Thursday, April 12, 2018 - NEWS RELEASE
San Diego – Continuing his focus on reinvesting in San Diego neighborhoods, Mayor Kevin L. Faulconer today introduced the City of San Diego’s Fiscal Year 2019 Proposed Budget that funds the largest infrastructure investment in City history while prioritizing funding for public safety, the “Clean SD” initiative, homelessness, street repair, recreation centers and libraries.
Mayor Faulconer’s budget proposal continues a fiscally responsible approach given modest revenue growth and the need to ensure the City lives within its means. The balanced budget was made possible in large part by the prudent financial decisions, including pre-funding reserves, in last year’s budget and the Mayor’s directive this year for department directors to hold the line on spending.
“We’re continuing to put neighborhoods first by maintaining the key services we’ve restored in recent years and making the largest infrastructure investment in San Diego history,” Mayor Faulconer said. “This balanced budget will keep our foot on the pedal when it comes to fixing more roads, helping people into stable housing, keeping libraries and rec centers open for children, creating more housing affordability for working families, and putting more police officers on the street to protect our communities.”
The City has been forced to grapple with a lean budget over the past couple years. Still, Mayor Faulconer’s proposed budget prioritizes issues important to San Diegans.
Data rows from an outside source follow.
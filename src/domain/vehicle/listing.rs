//! Listing and search result types.

use std::collections::BTreeMap;

use serde::{Deserialize, Serialize};

use crate::domain::foundation::{Price, VehicleId, VehicleSlug};

/// Image shown when a vehicle has no gallery.
pub const PLACEHOLDER_IMAGE: &str = "/placeholder-car.jpg";

/// Gallery image; older records store a bare URL string.
#[derive(Debug, Clone, PartialEq, Eq, Serialize, Deserialize)]
#[serde(untagged)]
pub enum VehicleImage {
    Url(String),
    Detailed {
        #[serde(default)]
        id: Option<String>,
        url: String,
        #[serde(default)]
        alt: Option<String>,
        #[serde(default)]
        order: Option<u32>,
    },
}

impl VehicleImage {
    /// Returns the image URL regardless of representation.
    pub fn url(&self) -> &str {
        match self {
            VehicleImage::Url(url) => url,
            VehicleImage::Detailed { url, .. } => url,
        }
    }
}

/// Vehicle card data returned by listing, search and featured endpoints.
#[derive(Debug, Clone, PartialEq, Serialize, Deserialize)]
#[serde(rename_all = "camelCase")]
pub struct VehicleSummary {
    pub id: VehicleId,
    pub slug: VehicleSlug,
    pub brand: String,
    pub model: String,
    pub year: u16,
    #[serde(default)]
    pub variant: Option<String>,
    #[serde(default)]
    pub transmission: Option<String>,
    #[serde(default)]
    pub fuel_type: Option<String>,
    #[serde(default, alias = "cashPrice")]
    pub price: Option<Price>,
    #[serde(default)]
    pub thumbnail_url: Option<String>,
    #[serde(default)]
    pub images: Vec<VehicleImage>,
    #[serde(default)]
    pub status: Option<String>,
    #[serde(default)]
    pub featured: bool,
    #[serde(default)]
    pub stock_count: Option<u32>,
}

impl VehicleSummary {
    /// URL of the image at `index`, falling back to the placeholder.
    pub fn image_url(&self, index: usize) -> &str {
        self.images
            .get(index)
            .map(VehicleImage::url)
            .unwrap_or(PLACEHOLDER_IMAGE)
    }

    /// Thumbnail if set, otherwise the first gallery image.
    pub fn card_image(&self) -> &str {
        self.thumbnail_url
            .as_deref()
            .unwrap_or_else(|| self.image_url(0))
    }
}

/// Pagination block of a paginated response.
#[derive(Debug, Clone, Copy, PartialEq, Eq, Serialize, Deserialize)]
pub struct Pagination {
    pub page: u32,
    pub limit: u32,
    pub total: u32,
    pub pages: u32,
}

impl Pagination {
    /// Returns true if a later page exists.
    pub fn has_next(&self) -> bool {
        self.page < self.pages
    }
}

/// One page of results.
#[derive(Debug, Clone, PartialEq)]
pub struct Page<T> {
    pub items: Vec<T>,
    pub pagination: Pagination,
}

/// Listing request: page window plus free-form filters (brand, fuelType, ...).
#[derive(Debug, Clone, Default, PartialEq, Eq)]
pub struct VehicleQuery {
    pub page: Option<u32>,
    pub limit: Option<u32>,
    pub filters: BTreeMap<String, String>,
}

impl VehicleQuery {
    pub fn new() -> Self {
        Self::default()
    }

    pub fn with_page(mut self, page: u32) -> Self {
        self.page = Some(page);
        self
    }

    pub fn with_limit(mut self, limit: u32) -> Self {
        self.limit = Some(limit);
        self
    }

    /// Adds a filter; empty values are skipped.
    pub fn with_filter(mut self, key: impl Into<String>, value: impl Into<String>) -> Self {
        let value = value.into();
        if !value.is_empty() {
            self.filters.insert(key.into(), value);
        }
        self
    }

    /// Flattens the query into URL query pairs.
    pub fn to_query_pairs(&self) -> Vec<(String, String)> {
        let mut pairs = Vec::with_capacity(self.filters.len() + 2);
        if let Some(page) = self.page {
            pairs.push(("page".to_string(), page.to_string()));
        }
        if let Some(limit) = self.limit {
            pairs.push(("limit".to_string(), limit.to_string()));
        }
        pairs.extend(self.filters.iter().map(|(k, v)| (k.clone(), v.clone())));
        pairs
    }
}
Those include funding for the largest recruitment and retention package in San Diego Police Department history, the equivalent of 390 miles of street repair, the highest level of operating hours at libraries and recreation centers in a decade, and key initiatives such as the Climate Action Plan, Pure Water San Diego, Vision Zero safety measures, Clean SD, and several homeless programs.
The annual budget for the Capital Improvements Program, which funds most infrastructure projects throughout the city, has also seen significant growth since Mayor Faulconer took office. It has more than tripled since FY2014 and now stands at $553 million.
The City is projecting modestly improving revenue from property (5.5%), sales (3%) and hotel taxes (5.3%) in FY2019.
Mayor Faulconer has proposed balancing the budget with about $14.1 million in reductions spread across various City departments, rolling over $12.3 million in projected surplus from the current fiscal year budget, and the use of $5.6 million in excess funds available in select reserve accounts, among other things.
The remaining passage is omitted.